Unter dem Druck heftiger Proteste beschloss Bürgermeister Massimo Cacciari, auf ein Angebot des Getränkeherstellers Coca Cola nun doch zu verzichten. Coca Cola hätt der Stadt in den nächsten fünf Jahren 2,1 Mill. an „Sponsorgeldern“ ausbezahlt. Im Gegenzug wollte der US-Konzern im gesamten Stadtgebiet Getränke- und Imbissaustomaten aufstellen. Nun meint Cacciari, das Angebot sei „als unzulänglich bewertet worden“. Nunmehr soll eine Ausschreibung folgen, die bessere Sponsorangebote bringen soll.

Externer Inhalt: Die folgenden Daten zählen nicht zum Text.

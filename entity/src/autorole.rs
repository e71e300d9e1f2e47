use serde::{Deserialize, Serialize};

/// A role members can assign to themselves from the autorole panel.
#[derive(Clone, Debug, PartialEq, Eq, Serialize, Deserialize)]
pub struct AutoRole {
    pub role_id: u64,
    pub label: String,
    #[serde(default)]
    pub emoji: Option<String>,
    #[serde(default)]
    pub description: Option<String>,
}
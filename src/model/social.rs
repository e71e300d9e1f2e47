//! Social interaction commands (hug, hit, pat, slap).

use std::str::FromStr;

#[derive(Debug, Clone, Copy, PartialEq, Eq)]
pub enum SocialAction {
    Hug,
    Hit,
    Pat,
    Slap,
}

impl SocialAction {
    pub const ALL: [SocialAction; 4] = [Self::Hug, Self::Hit, Self::Pat, Self::Slap];

    /// Command name, used for both the slash command and the prefix command.
    pub fn name(self) -> &'static str {
        match self {
            Self::Hug => "hug",
            Self::Hit => "hit",
            Self::Pat => "pat",
            Self::Slap => "slap",
        }
    }

    pub fn description(self) -> &'static str {
        match self {
            Self::Hug => "Give someone a hug",
            Self::Hit => "Hit someone (gently)",
            Self::Pat => "Pat someone on the head",
            Self::Slap => "Slap someone",
        }
    }

    /// Past tense verb used in the embed title.
    pub fn verb(self) -> &'static str {
        match self {
            Self::Hug => "hugged",
            Self::Hit => "hit",
            Self::Pat => "patted",
            Self::Slap => "slapped",
        }
    }

    pub fn color(self) -> u32 {
        match self {
            Self::Hug => 0xff9ff3,
            Self::Hit => 0xe67e22,
            Self::Pat => 0x48dbfb,
            Self::Slap => 0xe74c3c,
        }
    }

    pub fn gifs(self) -> &'static [&'static str] {
        match self {
            Self::Hug => &[
                "https://media.tenor.com/kCZjTqCKiggAAAAC/hug.gif",
                "https://media.tenor.com/9e1aE_xBLCsAAAAC/anime-hug.gif",
                "https://media.tenor.com/J7eGDvGeP9IAAAAC/enage-kiss-anime-hug.gif",
            ],
            Self::Hit => &[
                "https://media.tenor.com/ZF8l2MVNtqcAAAAC/anime-punch.gif",
                "https://media.tenor.com/6a42QlkVsCEAAAAC/anime-punch.gif",
            ],
            Self::Pat => &[
                "https://media.tenor.com/E6fMkQRZBdIAAAAC/kanna-kamui-pat.gif",
                "https://media.tenor.com/Dbg-7wAaiJwAAAAC/aharen-aharen-san.gif",
            ],
            Self::Slap => &[
                "https://media.tenor.com/Ws6Dm1ZW_vMAAAAC/girl-slap.gif",
                "https://media.tenor.com/XiYuU9h44-AAAAAC/anime-slap-mad.gif",
            ],
        }
    }
}

impl FromStr for SocialAction {
    type Err = ();

    fn from_str(s: &str) -> Result<Self, Self::Err> {
        Self::ALL
            .into_iter()
            .find(|action| action.name() == s)
            .ok_or(())
    }
}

Die Stadtverwaltung hatte versichert, dass diese Automaten nur an jenen Orten aufgestellt werden hätten sollen, wo sie nicht allzu stark auffielen: etwa an Anlegestellen der Vaporetti. Auslöser des Protests waren Vertreter der Gastronomie, die um ihre eigenen Pfründe fürchteten.

Quelle: printmedium Salzburger Nachrichten 4. März 2009

Schöne Grüße
Peter

Guten Morgen Peter,
vielen Dank!

Ich habe das Coca-Cola-Trara verfolgt und noch nix dazu geschrieben, weil ich mir dachte, abwarten! Zuviel Geplärre! Es war sehr früh klar, dass die Coca-Cola-"Gegner" nicht gegen Coca-Cola-Automaten waren, sondern gegen die Verschleuderung der guten Geldquelle, es war von mindestes dem Doppelten die Rede, das Cacciari hätte rausschlagen sollen.

Es ist ausserdem so, dass ich zwar Venedig-Liebhaberin bin, aber keine Venedig-Romantikerin.
Heißt, die Stadt muss doch an der Zeit partizipieren und ihre Bürger und Besucher im notwendigen Umfang normal versorgen, solange Überflüssiges rausgelassen wird. Sonst gäbe es weder Vaporetti noch Strassenbeleuchtung. Und unter "Überflüssiges" würde ich noch nicht mal die potthässlichen Gerüstverkleidungen verstehen, die in den letzten Jahren überall zu sehen sind, denn die hängen da ein paar Jahre und sind dann wieder weg. Auf die lange venezianische Geschichte gesehen ein Nadelstich.

Die Cola-Automaten hätten angeblich keine Cola-Aufmachung gehabt (ich stelle mir vor: nicht dieses aggressive Rot mit dem Schriftzug), und wären nicht "überall in der Stadt", sondern da aufgestellt worden wo VIELE Leute sind, sonst rechnet sich die Sache ja nicht. Also an den Stellen, an denen es sowieso wimmelt von Touristenläden, Fressis etc., die ebenfalls als Geldquelle akzeptiert sind.
Ich bin die Letzte, die einem amerikanischen Großkonzern ein Ticket nach Venedig kaufen würde, (und trinke San Benedetto), aber wenn der sich ordentlich an der Finanzierung der Erhaltung dieser wunderbaren Stadt beteiligt ... und auf protzige Selbstdarstellung und Imagewerbung verzichtet!
Die Benachteiligung der lokalen kleinen Händler ist zwar problematisch, aber man sollte die erstmal hören, wenn die Steuer erhöht würde, um solche Sponsorverträge zu vermeiden.

Bist Du einverstanden, wenn ich diese kleine Korrespondenz unter Verlinkung auf Deine Website in mein Blog setze?

Zu ergänzen ist vielleicht noch, dass die Marketingagentur, die den Vertrag zwischen Coca Cola und der Comune Venezia eingefädelt hatte, dafür mit 400.000 € entlohnt werden sollte. Bei dem Preis ist der Vertrag von zweieinhalb Millionen dann wirklich kein Schnäppchen!

Entscheidend ist, die Kulturschätze zu erhalten, die bisher in Venedig die Zeit überdauert haben, mit allen Mitteln, die zur Verfügung stehen. Und sich für dieses Ziel Zimperlichkeiten und eitle Streitereien zu verkneifen.

Ich trauere um den Verlust des Historischen Archivs der Stadt Köln.